Animalia > Arthropoda > Insecta > Lepidoptera > Ditrysia > Thyridoidea > Thyrididae > Striglininae > Banisia
Genus Banisia Walker,  1864
Type species: fenestrifera Walker,  1864:78 (Banisia), by original designation (Hampson, 1897:615). Transfer to Thyrididae Whalley (1964). He considered it a good genus.
Syn. Durdara Moore (1882c:176). Type species Phalaena (Noctua) myrtaea (Drury 1773:4) by original designation. Stat. n. to Banisia (Swinhoe, 1890b: 289).
Syn. Neobanisia Whalley (1967:45). Type species Striglina antiopa (Viette, 1954:120, Pl. 5) by original designation. Stat. n. to Banisia Whalley (1976: 141).
Syn. Trophoessa Turner (1911:97, 99). Type species Striglina antiopa (Turner 1911) by monotypy. Stat. n. to Banisia (Whalley, 1964:117).
Syn. Vernifilia Schultze (1907:364). Type species Vernifilia hyalipunca (Schultze, 1907) [= B. fenestrifera fenestrifera Walker,  1864 by monotypy. Stat. n. Whalley (1964:117).
Generic description: A proboscis is present. The labial palps are three segmented. The eyes lack interfacetal hairs. The antennae are moderately ciliate. The FW R veins usually arise from the cell, only rarely having R2+R3 (a character given by Whalley (1967: 47)). Fore tibiae with epiphysis. Hind tibiae with two pairs of spurs and a pair of spines at the distal end. Males have a bifid uncus and a modified gnathos. Female with a large oval and usually spiny signum in the bursa (Whalley 1971a: 58-59).

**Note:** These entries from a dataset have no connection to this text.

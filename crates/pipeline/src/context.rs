use std::sync::Arc;

use photochanger_core::clock::Clock;
use photochanger_events::EventBus;
use photochanger_providers::ProviderRegistry;

use crate::media::MediaStore;
use crate::queue::JobQueue;
use crate::slots::SlotDirectory;
use crate::stats::StatsCache;

/// Collaborators shared by the ingest gateway, workers and the sweeper.
#[derive(Clone)]
pub struct PipelineContext {
    pub queue: Arc<dyn JobQueue>,
    pub slots: Arc<dyn SlotDirectory>,
    pub providers: Arc<ProviderRegistry>,
    pub media: Arc<dyn MediaStore>,
    pub stats: Arc<StatsCache>,
    pub events: Arc<EventBus>,
    pub clock: Arc<dyn Clock>,
}
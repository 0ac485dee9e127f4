//! Repository for the append-only `processing_logs` table.

use photochanger_core::types::JobId;
use sqlx::{PgConnection, PgPool};

use crate::models::processing_log::ProcessingLog;
use crate::repositories::StatsRepo;

const COLUMNS: &str = "\
    id, job_id, slot_id, status, occurred_at, message, details, provider_latency_ms";

pub struct ProcessingLogRepo;

impl ProcessingLogRepo {
    /// Append one entry. Takes a connection so it can join the caller's
    /// transaction with the aggregate upserts.
    pub async fn insert(conn: &mut PgConnection, log: &ProcessingLog) -> Result<(), sqlx::Error> {
        let query = format!(
            "INSERT INTO processing_logs ({COLUMNS}) VALUES ($1, $2, $3, $4, $5, $6, $7, $8)"
        );
        sqlx::query(&query)
            .bind(log.id)
            .bind(log.job_id)
            .bind(&log.slot_id)
            .bind(log.status)
            .bind(log.occurred_at)
            .bind(&log.message)
            .bind(&log.details)
            .bind(log.provider_latency_ms)
            .execute(conn)
            .await?;
        Ok(())
    }

    /// Append one entry together with the aggregate increments it implies.
    ///
    /// Runs on the caller's connection; callers pass a transaction so the
    /// entry lands with the state change it describes.
    pub async fn append(conn: &mut PgConnection, log: &ProcessingLog) -> Result<(), sqlx::Error> {
        Self::insert(&mut *conn, log).await?;
        for update in log.aggregate_updates() {
            StatsRepo::increment(
                &mut *conn,
                &update.scope,
                update.window,
                update.period_start,
                update.period_end,
                &update.delta,
            )
            .await?;
        }
        Ok(())
    }

    /// Every entry for a job in occurrence order.
    pub async fn list_for_job(pool: &PgPool, job_id: JobId) -> Result<Vec<ProcessingLog>, sqlx::Error> {
        let query = format!(
            "SELECT {COLUMNS} FROM processing_logs WHERE job_id = $1 ORDER BY occurred_at ASC, id ASC"
        );
        sqlx::query_as::<_, ProcessingLog>(&query)
            .bind(job_id)
            .fetch_all(pool)
            .await
    }
}
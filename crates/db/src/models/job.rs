//! Job entity: one ingest request's full lifecycle.

use photochanger_core::deadlines::{self, JobDeadline};
use photochanger_core::error::CoreError;
use photochanger_core::stats::RecentResult;
use photochanger_core::types::{JobId, Timestamp};
use serde::{Deserialize, Serialize};
use sqlx::FromRow;

use super::status::{FailureReason, JobStatus};

/// A row from the `jobs` table.
#[derive(Debug, Clone, PartialEq, FromRow, Serialize)]
pub struct Job {
    pub id: JobId,
    pub slot_id: String,
    pub status: JobStatus,
    pub is_finalized: bool,
    pub failure_reason: Option<FailureReason>,
    pub expires_at: Timestamp,
    pub created_at: Timestamp,
    pub updated_at: Timestamp,
    pub finalized_at: Option<Timestamp>,
    pub payload_path: Option<String>,
    pub provider_job_reference: Option<String>,
    pub result_file_path: Option<String>,
    pub result_inline_payload: Option<String>,
    pub result_mime_type: Option<String>,
    pub result_size_bytes: Option<i64>,
    pub result_checksum: Option<String>,
    pub result_expires_at: Option<Timestamp>,
}

/// Result artifact attached to a successful job.
///
/// Exactly one of `file_path` and `inline_payload` (base64) is set.
#[derive(Debug, Clone, PartialEq, Eq)]
pub struct JobResult {
    pub file_path: Option<String>,
    pub inline_payload: Option<String>,
    pub mime_type: String,
    pub size_bytes: i64,
    pub checksum: String,
}

/// Query parameters for job listings.
#[derive(Debug, Clone, Default, Deserialize)]
pub struct JobListQuery {
    pub slot_id: Option<String>,
    pub is_finalized: Option<bool>,
    /// Maximum number of results. Defaults to 50, capped at 100.
    pub limit: Option<i64>,
    /// Number of results to skip. Defaults to 0.
    pub offset: Option<i64>,
}

/// Maximum page size for job listing.
pub const MAX_LIST_LIMIT: i64 = 100;

/// Default page size for job listing.
pub const DEFAULT_LIST_LIMIT: i64 = 50;

impl JobListQuery {
    pub fn effective_limit(&self) -> i64 {
        self.limit.unwrap_or(DEFAULT_LIST_LIMIT).clamp(1, MAX_LIST_LIMIT)
    }

    pub fn effective_offset(&self) -> i64 {
        self.offset.unwrap_or(0).max(0)
    }
}

impl Job {
    /// A fresh, unclaimed job. `expires_at` comes from the deadline engine.
    pub fn new_pending(
        slot_id: impl Into<String>,
        payload_path: Option<String>,
        created_at: Timestamp,
        expires_at: Timestamp,
    ) -> Self {
        Self {
            id: uuid::Uuid::now_v7(),
            slot_id: slot_id.into(),
            status: JobStatus::Pending,
            is_finalized: false,
            failure_reason: None,
            expires_at,
            created_at,
            updated_at: created_at,
            finalized_at: None,
            payload_path,
            provider_job_reference: None,
            result_file_path: None,
            result_inline_payload: None,
            result_mime_type: None,
            result_size_bytes: None,
            result_checksum: None,
            result_expires_at: None,
        }
    }

    pub fn deadline(&self, now: Timestamp) -> JobDeadline {
        deadlines::deadline_info(self.expires_at, now)
    }

    pub fn is_expired_at(&self, now: Timestamp) -> bool {
        self.expires_at <= now
    }

    pub fn is_succeeded(&self) -> bool {
        self.is_finalized && self.failure_reason.is_none()
    }

    /// Turn this job into a successful terminal state.
    pub fn finalize_success(
        &mut self,
        result: JobResult,
        finalized_at: Timestamp,
        retention_hours: i64,
    ) -> Result<(), CoreError> {
        let result_expires_at = deadlines::result_expires_at(finalized_at, retention_hours)?;
        self.is_finalized = true;
        self.failure_reason = None;
        self.finalized_at = Some(finalized_at);
        self.updated_at = finalized_at;
        self.result_file_path = result.file_path;
        self.result_inline_payload = result.inline_payload;
        self.result_mime_type = Some(result.mime_type);
        self.result_size_bytes = Some(result.size_bytes);
        self.result_checksum = Some(result.checksum);
        self.result_expires_at = Some(result_expires_at);
        Ok(())
    }

    /// Turn this job into a failed terminal state with no result fields.
    pub fn finalize_failure(&mut self, reason: FailureReason, finalized_at: Timestamp) {
        self.is_finalized = true;
        self.failure_reason = Some(reason);
        self.finalized_at = Some(finalized_at);
        self.updated_at = finalized_at;
        self.clear_result();
        self.result_expires_at = None;
    }

    /// Drop the result artifact fields; `result_expires_at` stays as history.
    pub fn clear_result(&mut self) {
        self.result_file_path = None;
        self.result_inline_payload = None;
        self.result_mime_type = None;
        self.result_size_bytes = None;
        self.result_checksum = None;
    }

    /// Whether `other` carries the same terminal payload as `self`.
    ///
    /// Timestamps compare at microsecond precision, the resolution of
    /// `TIMESTAMPTZ`.
    pub fn same_terminal_state(&self, other: &Job) -> bool {
        self.is_finalized == other.is_finalized
            && self.failure_reason == other.failure_reason
            && micros(self.finalized_at) == micros(other.finalized_at)
            && self.result_file_path == other.result_file_path
            && self.result_inline_payload == other.result_inline_payload
            && self.result_mime_type == other.result_mime_type
            && self.result_size_bytes == other.result_size_bytes
            && self.result_checksum == other.result_checksum
            && micros(self.result_expires_at) == micros(other.result_expires_at)
    }

    /// Recent-results projection, for successful jobs only.
    pub fn as_recent_result(&self) -> Option<RecentResult> {
        if !self.is_succeeded() {
            return None;
        }
        Some(RecentResult {
            job_id: self.id,
            slot_id: self.slot_id.clone(),
            finalized_at: self.finalized_at?,
            result_file_path: self.result_file_path.clone(),
            result_mime_type: self.result_mime_type.clone(),
            result_size_bytes: self.result_size_bytes,
            result_expires_at: self.result_expires_at,
        })
    }

    /// Check that this job describes a consistent terminal state.
    pub fn validate_terminal(&self) -> Result<(), CoreError> {
        if !self.is_finalized || self.finalized_at.is_none() {
            return Err(CoreError::Validation(format!(
                "job {} is not in a terminal state",
                self.id
            )));
        }
        let has_result = self.result_file_path.is_some() || self.result_inline_payload.is_some();
        match self.failure_reason {
            None if !has_result || self.result_expires_at.is_none() => {
                Err(CoreError::Validation(format!(
                    "successful job {} needs a result and its expiry",
                    self.id
                )))
            }
            Some(reason)
                if has_result
                    || self.result_mime_type.is_some()
                    || self.result_expires_at.is_some() =>
            {
                Err(CoreError::Validation(format!(
                    "job {} failed with {reason} but carries result fields",
                    self.id
                )))
            }
            _ => Ok(()),
        }
    }
}

fn micros(at: Option<Timestamp>) -> Option<i64> {
    at.map(|t| t.timestamp_micros())
}

/// Projection of a successful job for the recent-results listing.
#[derive(Debug, Clone, FromRow)]
pub struct RecentResultRow {
    pub id: JobId,
    pub slot_id: String,
    pub finalized_at: Timestamp,
    pub result_file_path: Option<String>,
    pub result_mime_type: Option<String>,
    pub result_size_bytes: Option<i64>,
    pub result_expires_at: Option<Timestamp>,
}

impl From<RecentResultRow> for RecentResult {
    fn from(row: RecentResultRow) -> Self {
        Self {
            job_id: row.id,
            slot_id: row.slot_id,
            finalized_at: row.finalized_at,
            result_file_path: row.result_file_path,
            result_mime_type: row.result_mime_type,
            result_size_bytes: row.result_size_bytes,
            result_expires_at: row.result_expires_at,
        }
    }
}
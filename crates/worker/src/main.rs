use std::process::ExitCode;
use std::sync::Arc;
use std::time::Duration;

use photochanger_core::clock::{Clock, SystemClock};
use photochanger_events::EventBus;
use photochanger_pipeline::media::PgMediaIndex;
use photochanger_pipeline::{
    FsMediaStore, PgJobQueue, PgSlotDirectory, PgStatsStore, PipelineContext, StatsCache,
};
use photochanger_providers::{ProviderRegistry, ProvidersConfig};
use photochanger_worker::config::{ConfigError, GatewayConfig, LogFormat};
use photochanger_worker::runtime::{ServiceSettings, Services};
use tracing_subscriber::{layer::SubscriberExt, util::SubscriberInitExt};

/// How long each task gets to finish after shutdown was requested.
const SHUTDOWN_GRACE: Duration = Duration::from_secs(10);

#[derive(Debug, thiserror::Error)]
enum StartupError {
    #[error(transparent)]
    Config(#[from] ConfigError),

    #[error("database error: {0}")]
    Database(#[from] sqlx::Error),

    #[error("migration error: {0}")]
    Migration(#[from] sqlx::migrate::MigrateError),

    #[error("media root unusable: {0}")]
    MediaRoot(#[from] std::io::Error),

    #[error("HTTP client error: {0}")]
    Http(#[from] reqwest::Error),
}

#[tokio::main]
async fn main() -> ExitCode {
    dotenvy::dotenv().ok();

    let config = GatewayConfig::from_env();
    init_tracing(config.as_ref().map_or(LogFormat::Text, |c| c.log_format));

    let result = match config {
        Ok(config) => run(config).await,
        Err(e) => Err(e.into()),
    };
    match result {
        Ok(()) => ExitCode::SUCCESS,
        Err(e) => {
            tracing::error!(error = %e, "Gateway worker failed");
            ExitCode::FAILURE
        }
    }
}

fn init_tracing(format: LogFormat) {
    let filter = tracing_subscriber::EnvFilter::try_from_default_env()
        .unwrap_or_else(|_| "photochanger_worker=debug,photochanger_pipeline=debug".into());
    let registry = tracing_subscriber::registry().with(filter);
    match format {
        LogFormat::Json => registry.with(tracing_subscriber::fmt::layer().json()).init(),
        LogFormat::Text => registry.with(tracing_subscriber::fmt::layer()).init(),
    }
}

async fn run(config: GatewayConfig) -> Result<(), StartupError> {
    tracing::info!(
        sync_timeout_sec = config.sync_timeout_sec,
        max_in_flight = config.max_in_flight,
        workers = config.worker_count,
        "Loaded gateway configuration",
    );

    // --- Database ---
    let pool =
        photochanger_db::create_pool(&config.database_url, config.database_max_connections).await?;
    tracing::info!("Database connection pool created");

    photochanger_db::health_check(&pool).await?;
    tracing::info!("Database health check passed");

    photochanger_db::run_migrations(&pool).await?;
    tracing::info!("Database migrations applied");

    let clock: Arc<dyn Clock> = Arc::new(SystemClock);

    // --- Media ---
    tokio::fs::create_dir_all(&config.media_root).await?;
    let media = FsMediaStore::new(
        &config.media_root,
        Arc::new(PgMediaIndex::new(pool.clone())),
        Arc::clone(&clock),
    );
    tracing::info!(root = %config.media_root.display(), "Media store ready");

    // --- Providers ---
    let client = reqwest::Client::builder()
        .timeout(config.request_timeout)
        .build()?;
    let providers = ProviderRegistry::from_config(client, &ProvidersConfig::from_env());
    tracing::info!(providers = ?providers.ids(), "Provider adapters registered");

    // --- Pipeline ---
    let queue = PgJobQueue::new(pool.clone(), config.max_in_flight)
        .with_deadlines(config.ingest().deadlines());
    let ctx = PipelineContext {
        queue: Arc::new(queue),
        slots: Arc::new(PgSlotDirectory::new(pool.clone())),
        providers: Arc::new(providers),
        media: Arc::new(media),
        stats: Arc::new(StatsCache::new(
            Arc::new(PgStatsStore::new(pool.clone())),
            Arc::clone(&clock),
            config.stats(),
        )),
        events: Arc::new(EventBus::default()),
        clock,
    };

    let services = Services::start(
        ctx,
        &ServiceSettings {
            worker_count: config.worker_count,
            worker: config.worker(),
            expiry_sweep_interval: config.expiry_sweep_interval,
            cleanup_interval: config.cleanup_interval,
        },
    );

    shutdown_signal().await;

    let unclean = services.shutdown(SHUTDOWN_GRACE).await;
    if unclean > 0 {
        tracing::warn!(unclean, "Some tasks did not stop cleanly");
    }
    pool.close().await;
    tracing::info!("Graceful shutdown complete");
    Ok(())
}

/// Wait for SIGINT or SIGTERM.
async fn shutdown_signal() {
    let ctrl_c = async {
        if let Err(e) = tokio::signal::ctrl_c().await {
            tracing::error!(error = %e, "Failed to listen for Ctrl-C");
            std::future::pending::<()>().await;
        }
    };

    #[cfg(unix)]
    let terminate = async {
        match tokio::signal::unix::signal(tokio::signal::unix::SignalKind::terminate()) {
            Ok(mut signal) => {
                signal.recv().await;
            }
            Err(e) => {
                tracing::error!(error = %e, "Failed to install SIGTERM handler");
                std::future::pending::<()>().await;
            }
        }
    };

    #[cfg(not(unix))]
    let terminate = std::future::pending::<()>();

    tokio::select! {
        () = ctrl_c => {
            tracing::info!("Received SIGINT (Ctrl-C), starting graceful shutdown");
        }
        () = terminate => {
            tracing::info!("Received SIGTERM, starting graceful shutdown");
        }
    }
}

Banisia is a pantropical genus with more than 50 species. About 15 occur in SE Asia (RTS:129). Most species have grey, red-brown or orange wings uniformly covered with fine reticulate and strigillate patterning. Most species are typified by pale fenestrae in the centre of the FW. These can be a single patch or a group of smaller pale patches. The genus is complicated, some species having extreme genitalic modifications. No one set of characters can be used to define the genus, although the females have a characteristic signum in the bursa. Whalley (1976) arranged the species into groups which show closer affinities to each other than between the groups. Genitalic examination is vital for definitive identification. See Whalley (1976: 143-145) for a key to males and a detailed description of most species.
There are several dark Banisia species; B. idalialis (Walker, 1859e), B. lobata (Moore, 1882b), B. myrsusalis (Walker, 1859e), B. owadai (Inoue, 1976) and B. ryukyuensis (Inoue, 1965), the latter two restricted to Japan. They are small, dark-brown species with black strigiform markings and no fenestrae in their HW but there is usually a cluster of white and yellowish fenestrae in the middle of the FW which differ from species to species but are also variable within a species. Most of these species have males with tibial scale tufts. Living specimens are usually a deep glossy purplish brown but that fades to a dark greyish brown. See Plate 10, Fig. 220a for a live specimen of Banisia myrsusalis (Walker).